» Required action
Scan the records below. List lines holding "Most".

» Dataset
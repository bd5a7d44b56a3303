//! In-memory collaborators.
//!
//! Enough to run the handler outside a Wi-Fi stack: the CLI persists
//! [`MemoryNetworkStore`] as JSON between runs, and tests inspect what each
//! collaborator was asked to do.

use chrono::{DateTime, Utc};
use serde::{Deserialize, Serialize};
use std::collections::BTreeMap;
use std::path::Path;

use eaptrust_core::{
    DialogRequest, NativeSession, NetworkConfig, NetworkId, NetworkSelectionStatus,
    NetworkStore, NotificationRequest, PromptHandle, PromptToken, Result, ServerCertificate,
    TrustError, UserPrompt,
};

/// Server chain installed after a TOFU approval.
#[derive(Debug, Clone, PartialEq, Eq, Serialize, Deserialize)]
pub struct TrustedCa {
    /// Approved root
    pub root: ServerCertificate,
    /// Approved server certificate
    pub server: ServerCertificate,
    /// When the user approved it
    pub installed_at: DateTime<Utc>,
}

/// What the store knows about one network.
#[derive(Debug, Clone, PartialEq, Eq, Serialize, Deserialize)]
pub struct StoredNetwork {
    /// Selection status
    #[serde(default)]
    pub selection: NetworkSelectionStatus,
    /// Autojoin permission
    #[serde(default = "default_true")]
    pub autojoin: bool,
    /// Approved without a CA certificate
    #[serde(default)]
    pub approved_without_ca: bool,
    /// TOFU still enabled
    #[serde(default)]
    pub trust_on_first_use: Option<bool>,
    /// Installed chain
    #[serde(default)]
    pub trusted_ca: Option<TrustedCa>,
}

impl Default for StoredNetwork {
    fn default() -> Self {
        Self {
            selection: NetworkSelectionStatus::Enabled,
            autojoin: true,
            approved_without_ca: false,
            trust_on_first_use: None,
            trusted_ca: None,
        }
    }
}

const fn default_true() -> bool {
    true
}

/// A [`NetworkStore`] kept in a map.
#[derive(Debug, Clone, Default, Serialize, Deserialize)]
pub struct MemoryNetworkStore {
    networks: BTreeMap<NetworkId, StoredNetwork>,
    #[serde(skip)]
    fail_ca_updates: bool,
    #[serde(skip)]
    fail_selection_updates: bool,
    #[serde(skip)]
    selection_history: Vec<(NetworkId, NetworkSelectionStatus)>,
}

impl MemoryNetworkStore {
    /// Create an empty store.
    #[must_use]
    pub fn new() -> Self {
        Self::default()
    }

    /// Load a store from a JSON file, or start empty if it doesn't exist.
    pub fn load(path: &Path) -> Result<Self> {
        if !path.exists() {
            return Ok(Self::default());
        }
        let content = std::fs::read_to_string(path)
            .map_err(|e| TrustError::io(path.display().to_string(), e))?;
        Ok(serde_json::from_str(&content)?)
    }

    /// Save the store as JSON.
    pub fn save(&self, path: &Path) -> Result<()> {
        if let Some(parent) = path.parent() {
            std::fs::create_dir_all(parent)
                .map_err(|e| TrustError::io(parent.display().to_string(), e))?;
        }
        let content = serde_json::to_string_pretty(self)?;
        std::fs::write(path, content).map_err(|e| TrustError::io(path.display().to_string(), e))
    }

    /// Make `update_ca_certificate` fail, as a full keystore would.
    pub fn set_fail_ca_updates(&mut self, fail: bool) {
        self.fail_ca_updates = fail;
    }

    /// Make `update_network_selection_status` fail without recording anything.
    pub fn set_fail_selection_updates(&mut self, fail: bool) {
        self.fail_selection_updates = fail;
    }

    /// Stored state of a network
    #[must_use]
    pub fn network(&self, network_id: NetworkId) -> Option<&StoredNetwork> {
        self.networks.get(&network_id)
    }

    /// Every selection status update, oldest first
    #[must_use]
    pub fn selection_history(&self) -> &[(NetworkId, NetworkSelectionStatus)] {
        &self.selection_history
    }

    /// Copy stored trust flags into a network config before connecting.
    ///
    /// An installed chain shows up as a CA alias named after its root
    /// fingerprint, so the handler no longer gates the network.
    pub fn apply_to(&self, config: &mut NetworkConfig) {
        let (Some(stored), Some(ent)) = (
            self.networks.get(&config.network_id),
            config.enterprise.as_mut(),
        ) else {
            return;
        };
        ent.user_approve_no_ca_cert = stored.approved_without_ca;
        if let Some(enabled) = stored.trust_on_first_use {
            ent.trust_on_first_use = enabled;
        }
        if let Some(ca) = &stored.trusted_ca {
            let alias = format!("tofu:{}", ca.root.fingerprint());
            if !ent.ca_certificate_aliases.contains(&alias) {
                ent.ca_certificate_aliases.push(alias);
            }
        }
    }

    fn entry(&mut self, network_id: NetworkId) -> &mut StoredNetwork {
        self.networks.entry(network_id).or_default()
    }
}

impl NetworkStore for MemoryNetworkStore {
    fn update_network_selection_status(
        &mut self,
        network_id: NetworkId,
        status: NetworkSelectionStatus,
    ) -> bool {
        if self.fail_selection_updates {
            return false;
        }
        self.entry(network_id).selection = status;
        self.selection_history.push((network_id, status));
        true
    }

    fn update_ca_certificate(
        &mut self,
        network_id: NetworkId,
        root: &ServerCertificate,
        leaf: &ServerCertificate,
    ) -> bool {
        if self.fail_ca_updates {
            return false;
        }
        self.entry(network_id).trusted_ca = Some(TrustedCa {
            root: root.clone(),
            server: leaf.clone(),
            installed_at: Utc::now(),
        });
        true
    }

    fn set_approved_without_ca_cert(&mut self, network_id: NetworkId, approved: bool) {
        self.entry(network_id).approved_without_ca = approved;
    }

    fn enable_trust_on_first_use(&mut self, network_id: NetworkId, enabled: bool) {
        self.entry(network_id).trust_on_first_use = Some(enabled);
    }

    fn allow_autojoin(&mut self, network_id: NetworkId, allowed: bool) {
        self.entry(network_id).autojoin = allowed;
    }
}

/// A call made on the native session.
#[derive(Debug, Clone, PartialEq, Eq)]
pub enum NativeCall {
    /// PMK dropped
    RemoveCachedKeyMaterial(NetworkId),
    /// All supplicant networks removed
    RemoveAllNetworks(String),
    /// Association torn down
    Disconnect(String),
}

/// A [`NativeSession`] that records calls.
#[derive(Debug, Clone, Default)]
pub struct RecordingSession {
    calls: Vec<NativeCall>,
}

impl RecordingSession {
    /// Calls made so far
    #[must_use]
    pub fn calls(&self) -> &[NativeCall] {
        &self.calls
    }

    /// Number of disconnects requested
    #[must_use]
    pub fn disconnects(&self) -> usize {
        self.calls
            .iter()
            .filter(|c| matches!(c, NativeCall::Disconnect(_)))
            .count()
    }
}

impl NativeSession for RecordingSession {
    fn remove_cached_key_material(&mut self, network_id: NetworkId) {
        self.calls.push(NativeCall::RemoveCachedKeyMaterial(network_id));
    }

    fn remove_all_networks(&mut self, iface: &str) {
        self.calls.push(NativeCall::RemoveAllNetworks(iface.to_string()));
    }

    fn disconnect(&mut self, iface: &str) {
        self.calls.push(NativeCall::Disconnect(iface.to_string()));
    }
}

/// A prompt handed to [`QueuedPrompt`].
#[derive(Debug, Clone, PartialEq, Eq)]
pub enum ShownRequest {
    /// Modal dialog
    Dialog(DialogRequest),
    /// Background notification
    Notification(NotificationRequest),
}

impl ShownRequest {
    /// Correlation token
    #[must_use]
    pub const fn token(&self) -> &PromptToken {
        match self {
            Self::Dialog(d) => &d.token,
            Self::Notification(n) => &n.token,
        }
    }
}

/// A shown prompt and whether it was dismissed.
#[derive(Debug, Clone, PartialEq, Eq)]
pub struct ShownPrompt {
    /// Handle given to the handler
    pub handle: PromptHandle,
    /// What was shown
    pub request: ShownRequest,
    /// Dismissed by the handler
    pub dismissed: bool,
}

/// A [`UserPrompt`] that queues requests for someone else to answer.
#[derive(Debug, Clone, Default)]
pub struct QueuedPrompt {
    shown: Vec<ShownPrompt>,
}

impl QueuedPrompt {
    /// Everything shown so far
    #[must_use]
    pub fn shown(&self) -> &[ShownPrompt] {
        &self.shown
    }

    /// Most recent prompt that is still on screen
    #[must_use]
    pub fn outstanding(&self) -> Option<&ShownPrompt> {
        self.shown.iter().rev().find(|p| !p.dismissed)
    }

    /// Most recent dialog, dismissed or not
    #[must_use]
    pub fn last_dialog(&self) -> Option<&DialogRequest> {
        self.shown.iter().rev().find_map(|p| match &p.request {
            ShownRequest::Dialog(d) => Some(d),
            ShownRequest::Notification(_) => None,
        })
    }

    /// Most recent notification, dismissed or not
    #[must_use]
    pub fn last_notification(&self) -> Option<&NotificationRequest> {
        self.shown.iter().rev().find_map(|p| match &p.request {
            ShownRequest::Notification(n) => Some(n),
            ShownRequest::Dialog(_) => None,
        })
    }

    fn push(&mut self, request: ShownRequest) -> PromptHandle {
        let handle = PromptHandle(self.shown.len() as u64 + 1);
        self.shown.push(ShownPrompt {
            handle,
            request,
            dismissed: false,
        });
        handle
    }
}

impl UserPrompt for QueuedPrompt {
    fn show_dialog(&mut self, request: DialogRequest) -> PromptHandle {
        self.push(ShownRequest::Dialog(request))
    }

    fn show_notification(&mut self, request: NotificationRequest) -> PromptHandle {
        self.push(ShownRequest::Notification(request))
    }

    fn dismiss(&mut self, handle: PromptHandle) {
        if let Some(p) = self.shown.iter_mut().find(|p| p.handle == handle) {
            p.dismissed = true;
        }
    }
}

#[cfg(test)]
mod tests {
    use super::*;
    use eaptrust_core::{EapMethod, EnterpriseConfig, Phase2Method};

    fn ttls_network() -> NetworkConfig {
        let mut ent = EnterpriseConfig::new(EapMethod::Ttls, Phase2Method::Mschapv2);
        ent.trust_on_first_use = true;
        NetworkConfig::enterprise(7, "\"corp\"", ent)
    }

    #[test]
    fn store_roundtrips_through_json_file() {
        let dir = tempfile::tempdir().unwrap();
        let path = dir.path().join("state").join("networks.json");

        let mut store = MemoryNetworkStore::new();
        let root = ServerCertificate::from_parts("CN=ca", "CN=ca", vec![1, 2], true);
        let leaf = ServerCertificate::from_parts("CN=srv", "CN=ca", vec![3, 4], false);
        assert!(store.update_ca_certificate(7, &root, &leaf));
        store.allow_autojoin(7, false);
        store.save(&path).unwrap();

        let loaded = MemoryNetworkStore::load(&path).unwrap();
        let net = loaded.network(7).unwrap();
        assert!(!net.autojoin);
        assert_eq!(net.trusted_ca.as_ref().unwrap().root, root);
        assert!(loaded.selection_history().is_empty());
    }

    #[test]
    fn missing_state_file_is_empty_store() {
        let dir = tempfile::tempdir().unwrap();
        let store = MemoryNetworkStore::load(&dir.path().join("nope.json")).unwrap();
        assert!(store.network(1).is_none());
    }

    #[test]
    fn apply_to_copies_flags_and_ca_alias() {
        let mut store = MemoryNetworkStore::new();
        store.set_approved_without_ca_cert(7, true);
        let mut config = ttls_network();
        store.apply_to(&mut config);
        assert!(config.enterprise.as_ref().unwrap().user_approve_no_ca_cert);
        assert!(config.insecure_enterprise().is_some());

        let root = ServerCertificate::from_parts("CN=ca", "CN=ca", vec![1], true);
        store.update_ca_certificate(7, &root, &root);
        store.apply_to(&mut config);
        store.apply_to(&mut config);
        let ent = config.enterprise.as_ref().unwrap();
        assert_eq!(ent.ca_certificate_aliases.len(), 1);
        assert!(config.insecure_enterprise().is_none());
    }

    #[test]
    fn failing_ca_updates_leave_store_untouched() {
        let mut store = MemoryNetworkStore::new();
        store.set_fail_ca_updates(true);
        let cert = ServerCertificate::from_parts("CN=ca", "CN=ca", vec![1], true);
        assert!(!store.update_ca_certificate(7, &cert, &cert));
        assert!(store.network(7).is_none());
    }

    #[test]
    fn queued_prompt_tracks_dismissal() {
        let mut prompt = QueuedPrompt::default();
        let token = PromptToken {
            id: 1,
            ssid: "s".into(),
            kind: eaptrust_core::PromptKind::TofuNotification,
        };
        let handle = prompt.show_notification(NotificationRequest {
            token,
            title: "t".into(),
            message: "m".into(),
            tap: eaptrust_core::TapAction::Reply,
            accept_text: None,
            reject_text: None,
        });
        assert!(prompt.outstanding().is_some());
        prompt.dismiss(handle);
        assert!(prompt.outstanding().is_none());
        assert!(prompt.last_notification().is_some());
        assert!(prompt.last_dialog().is_none());
    }
}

» Answer to this task
    /// Most recent prompt that is still on screen
    /// Most recent dialog, dismissed or not
    /// Most recent notification, dismissed or not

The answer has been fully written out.